**Exercise description**
Sift the material for lines containing "match", and return them.
Segment Start: Extracted data
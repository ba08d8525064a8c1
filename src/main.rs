// Copyright (c) 2025 Fabstir
// SPDX-License-Identifier: BUSL-1.1
use anyhow::Result;
use clap::Parser;
use local_embedding_service::{
    api::{start_server, AppState},
    config::ServiceConfig,
    embeddings::load_model,
    version,
};
use std::sync::Arc;
use tokio::signal;
use tracing::{error, info, warn};
use tracing_subscriber::EnvFilter;

/// Logs go to stderr so stdout stays free for anything piping the process
fn init_tracing() {
    let filter = EnvFilter::try_from_default_env().unwrap_or_else(|_| EnvFilter::new("info"));
    tracing_subscriber::fmt()
        .with_env_filter(filter)
        .with_writer(std::io::stderr)
        .init();
}

async fn shutdown_signal() {
    let ctrl_c = async {
        if let Err(e) = signal::ctrl_c().await {
            warn!("Failed to listen for Ctrl+C: {}", e);
            std::future::pending::<()>().await;
        }
    };

    #[cfg(unix)]
    let terminate = async {
        match signal::unix::signal(signal::unix::SignalKind::terminate()) {
            Ok(mut sigterm) => {
                sigterm.recv().await;
            }
            Err(e) => {
                warn!("Failed to listen for SIGTERM: {}", e);
                std::future::pending::<()>().await;
            }
        }
    };

    #[cfg(not(unix))]
    let terminate = std::future::pending::<()>();

    tokio::select! {
        _ = ctrl_c => {},
        _ = terminate => {},
    }

    info!("Shutdown signal received, draining in-flight requests...");
}

#[tokio::main]
async fn main() -> Result<()> {
    dotenv::dotenv().ok();
    init_tracing();

    let config = ServiceConfig::parse();

    info!(
        "Starting local embedding service {}",
        version::get_version_string()
    );
    info!("  Version:      {}", version::VERSION_NUMBER);
    info!("  Features:     {}", version::FEATURES.join(", "));

    let model_config = match config.embedding_model_config() {
        Ok(model_config) => model_config,
        Err(e) => {
            error!("❌ Invalid configuration: {:#}", e);
            std::process::exit(2);
        }
    };

    // The model must be fully loaded before the port is bound; there is no
    // degraded mode without it.
    info!("🧠 Loading model: {}...", model_config.name);
    let model = match load_model(model_config).await {
        Ok(model) => model,
        Err(e) => {
            error!("❌ Failed to load embedding model: {:#}", e);
            error!("   Refusing to start without a model");
            std::process::exit(1);
        }
    };
    info!("✅ Model loaded ({} dimensions)", model.dimension());

    let state = AppState::new(Arc::new(model)).with_max_body_bytes(config.max_body_bytes);
    match config.max_body_bytes {
        Some(limit) => info!("  Body limit:   {} bytes", limit),
        None => info!("  Body limit:   none"),
    }

    info!("  Health:       GET  http://{}/health", config.bind_addr());
    info!("  Embed:        POST http://{}/embed", config.bind_addr());

    start_server(config.bind_addr(), state, shutdown_signal()).await
}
Segment End: Extracted data
**Expected answer**
        match signal::unix::signal(signal::unix::SignalKind::terminate()) {
    let model_config = match config.embedding_model_config() {
    let model = match load_model(model_config).await {
    match config.max_body_bytes {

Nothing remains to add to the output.